§ **Description of the task**
Count the lines below that contain the word "reason" and give only that number.

§ **Provided records**
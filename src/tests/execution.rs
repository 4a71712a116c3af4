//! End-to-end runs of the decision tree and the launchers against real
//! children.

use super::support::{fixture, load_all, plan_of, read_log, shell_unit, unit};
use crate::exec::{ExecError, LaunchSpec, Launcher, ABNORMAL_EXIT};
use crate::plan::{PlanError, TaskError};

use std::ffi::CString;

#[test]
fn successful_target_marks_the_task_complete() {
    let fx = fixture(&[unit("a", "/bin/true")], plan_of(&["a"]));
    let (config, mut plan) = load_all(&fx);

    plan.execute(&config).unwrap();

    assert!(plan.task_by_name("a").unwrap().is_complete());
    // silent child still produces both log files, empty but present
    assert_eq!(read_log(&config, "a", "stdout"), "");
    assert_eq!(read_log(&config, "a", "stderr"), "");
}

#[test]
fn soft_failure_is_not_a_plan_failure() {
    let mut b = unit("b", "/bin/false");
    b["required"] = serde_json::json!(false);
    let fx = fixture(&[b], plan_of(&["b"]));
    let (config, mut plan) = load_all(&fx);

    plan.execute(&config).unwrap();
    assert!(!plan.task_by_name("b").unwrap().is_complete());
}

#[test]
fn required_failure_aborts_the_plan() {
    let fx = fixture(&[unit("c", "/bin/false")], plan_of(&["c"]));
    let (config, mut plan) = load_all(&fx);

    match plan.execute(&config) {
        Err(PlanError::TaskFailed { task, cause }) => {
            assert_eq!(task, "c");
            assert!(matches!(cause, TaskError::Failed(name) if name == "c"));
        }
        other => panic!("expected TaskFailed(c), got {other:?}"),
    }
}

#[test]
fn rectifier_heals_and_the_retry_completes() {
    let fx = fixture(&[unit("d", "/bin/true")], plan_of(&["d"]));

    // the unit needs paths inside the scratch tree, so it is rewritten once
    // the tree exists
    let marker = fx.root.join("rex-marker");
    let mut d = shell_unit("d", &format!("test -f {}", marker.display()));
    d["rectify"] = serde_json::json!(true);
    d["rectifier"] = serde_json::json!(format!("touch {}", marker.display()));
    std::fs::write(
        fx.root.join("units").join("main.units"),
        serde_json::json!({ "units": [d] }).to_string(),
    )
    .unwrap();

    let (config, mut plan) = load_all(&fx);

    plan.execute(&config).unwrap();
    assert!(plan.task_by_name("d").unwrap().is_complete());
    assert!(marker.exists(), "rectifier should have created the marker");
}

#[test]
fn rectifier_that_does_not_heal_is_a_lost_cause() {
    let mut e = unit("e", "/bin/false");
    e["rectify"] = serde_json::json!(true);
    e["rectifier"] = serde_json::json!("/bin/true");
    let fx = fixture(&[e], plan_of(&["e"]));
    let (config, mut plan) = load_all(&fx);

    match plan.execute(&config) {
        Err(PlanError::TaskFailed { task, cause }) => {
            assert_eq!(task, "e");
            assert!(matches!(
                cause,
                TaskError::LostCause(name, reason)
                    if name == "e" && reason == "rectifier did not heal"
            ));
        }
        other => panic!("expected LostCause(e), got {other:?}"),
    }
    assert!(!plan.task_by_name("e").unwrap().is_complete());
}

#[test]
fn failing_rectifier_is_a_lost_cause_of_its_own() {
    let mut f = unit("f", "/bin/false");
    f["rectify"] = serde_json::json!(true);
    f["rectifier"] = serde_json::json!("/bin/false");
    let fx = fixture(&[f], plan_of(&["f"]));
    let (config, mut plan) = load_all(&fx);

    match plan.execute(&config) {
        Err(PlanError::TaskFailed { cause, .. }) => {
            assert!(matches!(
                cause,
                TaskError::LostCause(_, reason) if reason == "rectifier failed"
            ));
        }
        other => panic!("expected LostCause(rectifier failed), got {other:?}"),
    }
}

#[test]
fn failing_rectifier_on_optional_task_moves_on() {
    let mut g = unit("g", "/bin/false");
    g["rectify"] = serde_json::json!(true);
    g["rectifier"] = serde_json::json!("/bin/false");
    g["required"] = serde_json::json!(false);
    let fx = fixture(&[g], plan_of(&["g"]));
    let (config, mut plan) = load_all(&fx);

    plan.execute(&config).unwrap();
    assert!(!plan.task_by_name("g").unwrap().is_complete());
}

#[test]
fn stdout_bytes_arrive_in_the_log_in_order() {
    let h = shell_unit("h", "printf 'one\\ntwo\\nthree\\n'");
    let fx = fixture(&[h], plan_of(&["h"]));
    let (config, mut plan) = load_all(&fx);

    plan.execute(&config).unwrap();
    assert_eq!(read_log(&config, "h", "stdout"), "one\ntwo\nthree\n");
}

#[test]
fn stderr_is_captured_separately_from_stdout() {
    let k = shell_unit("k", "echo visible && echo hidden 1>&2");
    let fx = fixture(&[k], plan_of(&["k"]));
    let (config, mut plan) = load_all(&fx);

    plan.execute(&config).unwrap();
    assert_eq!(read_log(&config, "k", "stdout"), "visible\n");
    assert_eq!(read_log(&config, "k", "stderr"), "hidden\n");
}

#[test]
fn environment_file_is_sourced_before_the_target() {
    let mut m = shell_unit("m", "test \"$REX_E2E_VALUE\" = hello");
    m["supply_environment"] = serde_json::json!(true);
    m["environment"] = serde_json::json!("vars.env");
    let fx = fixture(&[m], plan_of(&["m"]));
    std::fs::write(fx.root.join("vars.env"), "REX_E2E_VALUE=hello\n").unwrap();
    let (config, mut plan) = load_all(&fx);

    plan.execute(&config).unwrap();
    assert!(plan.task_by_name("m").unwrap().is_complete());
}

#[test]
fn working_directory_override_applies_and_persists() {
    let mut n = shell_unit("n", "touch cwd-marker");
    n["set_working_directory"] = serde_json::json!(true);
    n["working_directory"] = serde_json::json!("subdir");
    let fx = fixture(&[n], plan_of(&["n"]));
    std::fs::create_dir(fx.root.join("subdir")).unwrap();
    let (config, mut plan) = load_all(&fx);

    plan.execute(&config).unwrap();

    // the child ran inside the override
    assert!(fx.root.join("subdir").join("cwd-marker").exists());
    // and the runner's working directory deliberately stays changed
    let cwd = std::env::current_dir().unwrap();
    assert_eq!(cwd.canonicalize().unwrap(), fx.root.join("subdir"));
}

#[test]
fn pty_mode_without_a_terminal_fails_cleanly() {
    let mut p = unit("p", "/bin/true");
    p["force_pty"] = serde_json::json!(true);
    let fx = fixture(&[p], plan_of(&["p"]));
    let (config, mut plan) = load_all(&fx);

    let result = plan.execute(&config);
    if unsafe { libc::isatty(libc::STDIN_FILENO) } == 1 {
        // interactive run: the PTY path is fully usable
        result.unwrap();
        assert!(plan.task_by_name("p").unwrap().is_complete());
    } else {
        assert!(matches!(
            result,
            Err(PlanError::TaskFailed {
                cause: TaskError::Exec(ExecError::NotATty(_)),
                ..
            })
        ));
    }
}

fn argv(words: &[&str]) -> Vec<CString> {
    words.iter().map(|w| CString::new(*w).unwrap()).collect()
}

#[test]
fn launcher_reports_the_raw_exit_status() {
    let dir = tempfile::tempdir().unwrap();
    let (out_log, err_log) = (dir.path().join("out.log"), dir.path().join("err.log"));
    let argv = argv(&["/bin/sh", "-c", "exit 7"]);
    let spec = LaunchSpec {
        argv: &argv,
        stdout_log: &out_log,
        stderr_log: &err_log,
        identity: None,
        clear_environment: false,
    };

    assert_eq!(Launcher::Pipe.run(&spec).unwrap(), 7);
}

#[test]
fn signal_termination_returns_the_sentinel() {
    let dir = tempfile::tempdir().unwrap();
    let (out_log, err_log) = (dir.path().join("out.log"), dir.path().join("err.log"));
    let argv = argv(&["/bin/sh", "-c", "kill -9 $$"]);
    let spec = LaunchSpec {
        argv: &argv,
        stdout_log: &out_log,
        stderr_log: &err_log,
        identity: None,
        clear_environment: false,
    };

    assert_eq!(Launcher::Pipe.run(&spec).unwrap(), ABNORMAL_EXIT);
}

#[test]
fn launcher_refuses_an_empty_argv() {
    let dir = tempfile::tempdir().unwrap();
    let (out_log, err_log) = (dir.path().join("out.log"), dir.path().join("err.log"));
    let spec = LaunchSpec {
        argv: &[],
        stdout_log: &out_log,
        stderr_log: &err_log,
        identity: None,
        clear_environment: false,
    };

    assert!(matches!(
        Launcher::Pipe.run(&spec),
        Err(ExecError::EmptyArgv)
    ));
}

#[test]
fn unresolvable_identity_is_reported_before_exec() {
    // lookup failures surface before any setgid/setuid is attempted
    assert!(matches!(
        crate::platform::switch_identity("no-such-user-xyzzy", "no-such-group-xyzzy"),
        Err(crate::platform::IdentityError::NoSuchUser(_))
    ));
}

§ **Answer area**
3